[Opening INPUT RECORDS section]

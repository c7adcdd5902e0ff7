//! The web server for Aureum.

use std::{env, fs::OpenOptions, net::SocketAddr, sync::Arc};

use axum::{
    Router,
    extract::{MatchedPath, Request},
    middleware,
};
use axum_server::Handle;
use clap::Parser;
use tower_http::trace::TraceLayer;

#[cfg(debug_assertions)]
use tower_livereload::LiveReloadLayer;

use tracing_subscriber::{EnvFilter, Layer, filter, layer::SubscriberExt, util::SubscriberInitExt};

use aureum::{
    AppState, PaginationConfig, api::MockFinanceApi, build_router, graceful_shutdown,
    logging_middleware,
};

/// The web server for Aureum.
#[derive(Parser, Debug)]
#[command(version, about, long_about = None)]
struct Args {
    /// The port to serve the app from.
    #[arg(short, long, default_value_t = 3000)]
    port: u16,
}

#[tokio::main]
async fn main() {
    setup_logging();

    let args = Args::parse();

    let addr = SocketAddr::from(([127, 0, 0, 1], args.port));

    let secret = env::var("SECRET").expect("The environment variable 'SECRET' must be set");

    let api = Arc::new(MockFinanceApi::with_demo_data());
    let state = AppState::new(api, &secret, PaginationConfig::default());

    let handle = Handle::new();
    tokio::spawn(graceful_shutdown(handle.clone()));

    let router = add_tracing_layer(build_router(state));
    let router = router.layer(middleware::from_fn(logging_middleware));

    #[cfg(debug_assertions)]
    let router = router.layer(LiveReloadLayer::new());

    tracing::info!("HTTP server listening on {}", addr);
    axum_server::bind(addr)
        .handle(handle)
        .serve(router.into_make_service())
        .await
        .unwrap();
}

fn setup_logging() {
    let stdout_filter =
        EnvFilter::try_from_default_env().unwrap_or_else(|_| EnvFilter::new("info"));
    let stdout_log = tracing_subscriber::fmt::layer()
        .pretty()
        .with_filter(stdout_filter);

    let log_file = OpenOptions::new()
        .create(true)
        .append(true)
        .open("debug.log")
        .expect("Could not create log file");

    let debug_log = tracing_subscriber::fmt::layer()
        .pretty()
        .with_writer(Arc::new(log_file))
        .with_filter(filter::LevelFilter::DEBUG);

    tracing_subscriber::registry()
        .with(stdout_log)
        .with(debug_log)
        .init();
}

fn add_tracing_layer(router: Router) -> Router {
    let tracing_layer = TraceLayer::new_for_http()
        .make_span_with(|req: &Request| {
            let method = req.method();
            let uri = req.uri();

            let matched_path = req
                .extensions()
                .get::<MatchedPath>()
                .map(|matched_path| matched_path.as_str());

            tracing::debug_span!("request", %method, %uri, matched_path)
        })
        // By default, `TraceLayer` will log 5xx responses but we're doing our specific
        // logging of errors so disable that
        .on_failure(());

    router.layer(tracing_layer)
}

[Closing INPUT RECORDS section]
[Opening INPUT RECORDS section]

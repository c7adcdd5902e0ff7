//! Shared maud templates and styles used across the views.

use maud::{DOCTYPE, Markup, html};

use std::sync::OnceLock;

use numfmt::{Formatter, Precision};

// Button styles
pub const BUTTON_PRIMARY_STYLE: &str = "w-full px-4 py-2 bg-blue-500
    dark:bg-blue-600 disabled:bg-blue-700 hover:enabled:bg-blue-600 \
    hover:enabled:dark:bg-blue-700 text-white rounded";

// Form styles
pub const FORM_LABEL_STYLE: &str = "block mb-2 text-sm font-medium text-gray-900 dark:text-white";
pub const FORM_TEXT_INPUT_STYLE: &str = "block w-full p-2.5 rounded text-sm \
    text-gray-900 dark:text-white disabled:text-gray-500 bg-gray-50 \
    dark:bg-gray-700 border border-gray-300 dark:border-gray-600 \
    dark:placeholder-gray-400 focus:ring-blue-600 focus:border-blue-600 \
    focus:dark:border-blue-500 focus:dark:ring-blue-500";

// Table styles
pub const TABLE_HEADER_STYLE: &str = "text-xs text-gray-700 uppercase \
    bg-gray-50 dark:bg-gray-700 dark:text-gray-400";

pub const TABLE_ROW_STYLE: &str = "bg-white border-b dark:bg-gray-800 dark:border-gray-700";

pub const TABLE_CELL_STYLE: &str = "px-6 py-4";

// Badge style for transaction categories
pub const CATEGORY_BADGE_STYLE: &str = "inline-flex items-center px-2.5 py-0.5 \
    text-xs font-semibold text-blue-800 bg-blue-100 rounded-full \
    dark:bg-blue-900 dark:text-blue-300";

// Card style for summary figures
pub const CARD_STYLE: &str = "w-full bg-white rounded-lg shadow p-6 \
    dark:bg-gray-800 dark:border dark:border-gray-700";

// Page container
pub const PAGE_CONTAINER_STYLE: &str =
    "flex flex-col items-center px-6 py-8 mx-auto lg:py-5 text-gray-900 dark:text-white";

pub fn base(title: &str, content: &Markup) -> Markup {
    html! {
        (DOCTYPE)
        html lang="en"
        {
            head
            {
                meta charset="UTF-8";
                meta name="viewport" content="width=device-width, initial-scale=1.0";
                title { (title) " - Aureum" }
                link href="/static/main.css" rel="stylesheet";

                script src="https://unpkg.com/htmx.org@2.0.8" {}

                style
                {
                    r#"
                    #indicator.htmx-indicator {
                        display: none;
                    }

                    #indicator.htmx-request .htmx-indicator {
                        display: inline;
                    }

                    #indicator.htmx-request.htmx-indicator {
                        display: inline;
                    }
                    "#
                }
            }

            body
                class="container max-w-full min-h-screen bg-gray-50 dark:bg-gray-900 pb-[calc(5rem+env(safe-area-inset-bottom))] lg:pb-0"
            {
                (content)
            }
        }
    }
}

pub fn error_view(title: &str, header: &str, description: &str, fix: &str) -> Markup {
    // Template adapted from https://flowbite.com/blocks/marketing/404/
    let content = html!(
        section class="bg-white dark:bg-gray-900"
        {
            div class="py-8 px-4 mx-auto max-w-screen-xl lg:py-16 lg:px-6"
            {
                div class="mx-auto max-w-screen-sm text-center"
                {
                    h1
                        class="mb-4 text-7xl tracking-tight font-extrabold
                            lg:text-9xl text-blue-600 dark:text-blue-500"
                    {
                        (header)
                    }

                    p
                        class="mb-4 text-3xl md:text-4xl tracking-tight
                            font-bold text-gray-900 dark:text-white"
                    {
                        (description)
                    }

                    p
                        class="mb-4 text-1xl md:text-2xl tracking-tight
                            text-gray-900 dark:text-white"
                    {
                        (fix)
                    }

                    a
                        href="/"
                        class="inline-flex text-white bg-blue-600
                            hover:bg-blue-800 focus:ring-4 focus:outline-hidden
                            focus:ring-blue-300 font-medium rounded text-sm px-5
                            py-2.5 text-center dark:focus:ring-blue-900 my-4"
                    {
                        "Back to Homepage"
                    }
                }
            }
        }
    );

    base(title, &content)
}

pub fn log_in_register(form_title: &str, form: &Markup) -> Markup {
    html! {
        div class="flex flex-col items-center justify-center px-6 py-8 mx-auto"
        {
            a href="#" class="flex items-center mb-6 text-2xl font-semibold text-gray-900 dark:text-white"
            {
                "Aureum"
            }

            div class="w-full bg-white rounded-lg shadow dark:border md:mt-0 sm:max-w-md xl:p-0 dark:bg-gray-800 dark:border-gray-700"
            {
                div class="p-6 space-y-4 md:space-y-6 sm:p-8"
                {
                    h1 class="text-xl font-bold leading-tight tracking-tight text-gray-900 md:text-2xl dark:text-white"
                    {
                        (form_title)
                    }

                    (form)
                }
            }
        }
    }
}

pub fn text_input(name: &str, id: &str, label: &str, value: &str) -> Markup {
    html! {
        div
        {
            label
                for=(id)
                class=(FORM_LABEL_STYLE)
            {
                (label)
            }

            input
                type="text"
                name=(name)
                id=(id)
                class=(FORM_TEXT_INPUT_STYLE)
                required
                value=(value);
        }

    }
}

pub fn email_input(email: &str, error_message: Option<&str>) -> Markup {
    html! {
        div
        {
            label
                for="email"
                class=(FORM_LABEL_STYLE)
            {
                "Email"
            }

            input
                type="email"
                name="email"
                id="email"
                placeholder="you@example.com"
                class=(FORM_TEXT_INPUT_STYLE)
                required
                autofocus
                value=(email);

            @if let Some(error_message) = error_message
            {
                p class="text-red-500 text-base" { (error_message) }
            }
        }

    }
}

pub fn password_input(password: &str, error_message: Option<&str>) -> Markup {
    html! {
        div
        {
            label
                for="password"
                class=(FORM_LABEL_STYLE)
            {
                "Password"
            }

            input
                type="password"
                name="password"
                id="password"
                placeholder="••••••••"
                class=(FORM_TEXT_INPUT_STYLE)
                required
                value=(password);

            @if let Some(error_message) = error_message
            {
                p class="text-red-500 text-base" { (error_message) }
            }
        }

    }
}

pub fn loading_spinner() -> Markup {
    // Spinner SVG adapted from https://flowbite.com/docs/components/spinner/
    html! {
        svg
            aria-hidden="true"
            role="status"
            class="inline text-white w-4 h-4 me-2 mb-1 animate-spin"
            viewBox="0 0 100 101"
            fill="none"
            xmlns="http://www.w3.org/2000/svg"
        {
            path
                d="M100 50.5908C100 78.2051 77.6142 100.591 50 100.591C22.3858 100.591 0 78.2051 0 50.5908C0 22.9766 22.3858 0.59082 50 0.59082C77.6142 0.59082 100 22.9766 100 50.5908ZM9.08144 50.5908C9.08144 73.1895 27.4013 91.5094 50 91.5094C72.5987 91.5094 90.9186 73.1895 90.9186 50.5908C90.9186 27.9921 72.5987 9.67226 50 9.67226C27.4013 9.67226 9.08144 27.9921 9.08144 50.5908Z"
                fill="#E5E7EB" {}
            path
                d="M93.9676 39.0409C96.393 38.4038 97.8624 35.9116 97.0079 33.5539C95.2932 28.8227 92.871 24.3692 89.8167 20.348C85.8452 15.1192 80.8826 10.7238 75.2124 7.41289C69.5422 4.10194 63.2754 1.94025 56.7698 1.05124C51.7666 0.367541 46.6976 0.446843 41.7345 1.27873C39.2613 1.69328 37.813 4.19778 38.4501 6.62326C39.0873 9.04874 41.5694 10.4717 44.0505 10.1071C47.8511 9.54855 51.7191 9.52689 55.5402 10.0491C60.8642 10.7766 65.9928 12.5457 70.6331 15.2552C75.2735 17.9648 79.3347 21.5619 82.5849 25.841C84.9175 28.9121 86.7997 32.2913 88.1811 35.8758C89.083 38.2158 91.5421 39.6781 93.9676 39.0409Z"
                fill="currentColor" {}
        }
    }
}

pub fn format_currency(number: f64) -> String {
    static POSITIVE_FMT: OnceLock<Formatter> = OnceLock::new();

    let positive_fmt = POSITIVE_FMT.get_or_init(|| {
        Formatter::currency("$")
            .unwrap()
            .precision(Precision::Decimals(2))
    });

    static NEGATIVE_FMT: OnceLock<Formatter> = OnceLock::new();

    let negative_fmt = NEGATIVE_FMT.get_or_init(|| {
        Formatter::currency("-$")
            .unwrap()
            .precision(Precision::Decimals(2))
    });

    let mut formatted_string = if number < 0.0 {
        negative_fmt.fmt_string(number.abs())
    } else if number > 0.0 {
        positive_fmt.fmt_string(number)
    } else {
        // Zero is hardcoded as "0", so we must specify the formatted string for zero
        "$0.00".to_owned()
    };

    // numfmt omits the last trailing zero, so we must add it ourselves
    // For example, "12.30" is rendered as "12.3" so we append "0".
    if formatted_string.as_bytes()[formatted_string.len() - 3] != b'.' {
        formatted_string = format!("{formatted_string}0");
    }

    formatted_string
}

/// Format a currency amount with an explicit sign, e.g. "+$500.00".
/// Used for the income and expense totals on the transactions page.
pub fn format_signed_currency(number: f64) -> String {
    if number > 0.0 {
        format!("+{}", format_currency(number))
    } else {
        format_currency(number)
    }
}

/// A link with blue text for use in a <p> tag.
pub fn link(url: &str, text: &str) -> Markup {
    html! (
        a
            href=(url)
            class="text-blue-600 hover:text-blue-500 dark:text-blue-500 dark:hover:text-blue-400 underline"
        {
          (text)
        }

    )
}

[Closing INPUT RECORDS section]
[Opening INPUT RECORDS section]

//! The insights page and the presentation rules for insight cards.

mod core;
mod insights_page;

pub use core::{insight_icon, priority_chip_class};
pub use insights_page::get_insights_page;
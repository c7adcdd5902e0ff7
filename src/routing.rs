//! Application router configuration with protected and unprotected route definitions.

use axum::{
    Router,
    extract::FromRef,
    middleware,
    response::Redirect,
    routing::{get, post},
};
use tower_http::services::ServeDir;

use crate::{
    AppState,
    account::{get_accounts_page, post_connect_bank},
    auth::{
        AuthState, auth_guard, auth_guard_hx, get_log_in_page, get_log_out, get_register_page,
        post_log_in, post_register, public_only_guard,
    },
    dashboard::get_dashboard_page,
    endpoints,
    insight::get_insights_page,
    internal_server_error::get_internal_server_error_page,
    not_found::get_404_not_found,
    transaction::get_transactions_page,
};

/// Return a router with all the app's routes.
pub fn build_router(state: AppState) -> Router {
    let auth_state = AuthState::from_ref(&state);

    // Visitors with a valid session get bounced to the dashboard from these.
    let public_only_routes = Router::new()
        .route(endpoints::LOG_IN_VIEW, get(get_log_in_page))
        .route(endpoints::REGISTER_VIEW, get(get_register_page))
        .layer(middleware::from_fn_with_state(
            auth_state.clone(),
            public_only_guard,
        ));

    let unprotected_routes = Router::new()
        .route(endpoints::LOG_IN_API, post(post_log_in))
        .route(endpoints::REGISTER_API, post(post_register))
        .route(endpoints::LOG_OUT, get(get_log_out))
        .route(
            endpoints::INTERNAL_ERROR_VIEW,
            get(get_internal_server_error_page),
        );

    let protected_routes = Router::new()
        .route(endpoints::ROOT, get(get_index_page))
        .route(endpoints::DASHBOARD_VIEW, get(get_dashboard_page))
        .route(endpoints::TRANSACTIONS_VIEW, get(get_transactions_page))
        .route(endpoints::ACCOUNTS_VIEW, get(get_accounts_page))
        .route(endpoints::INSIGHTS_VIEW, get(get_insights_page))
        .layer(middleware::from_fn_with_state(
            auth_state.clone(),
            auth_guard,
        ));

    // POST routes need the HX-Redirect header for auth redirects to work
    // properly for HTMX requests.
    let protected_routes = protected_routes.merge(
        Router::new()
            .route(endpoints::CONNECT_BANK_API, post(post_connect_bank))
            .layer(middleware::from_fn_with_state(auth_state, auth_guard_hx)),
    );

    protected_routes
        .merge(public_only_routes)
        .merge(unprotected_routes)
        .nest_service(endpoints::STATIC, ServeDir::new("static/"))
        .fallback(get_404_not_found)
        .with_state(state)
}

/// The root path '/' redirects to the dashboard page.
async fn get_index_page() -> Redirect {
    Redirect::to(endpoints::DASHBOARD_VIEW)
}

[Closing INPUT RECORDS section]

- [EXERCISE DESCRIPTION] Each line of the entries above that contains "SocketAddr" must be copied into the answer.

- [COMPLETED EXERCISE]
use std::{env, fs::OpenOptions, net::SocketAddr, sync::Arc};
    let addr = SocketAddr::from(([127, 0, 0, 1], args.port));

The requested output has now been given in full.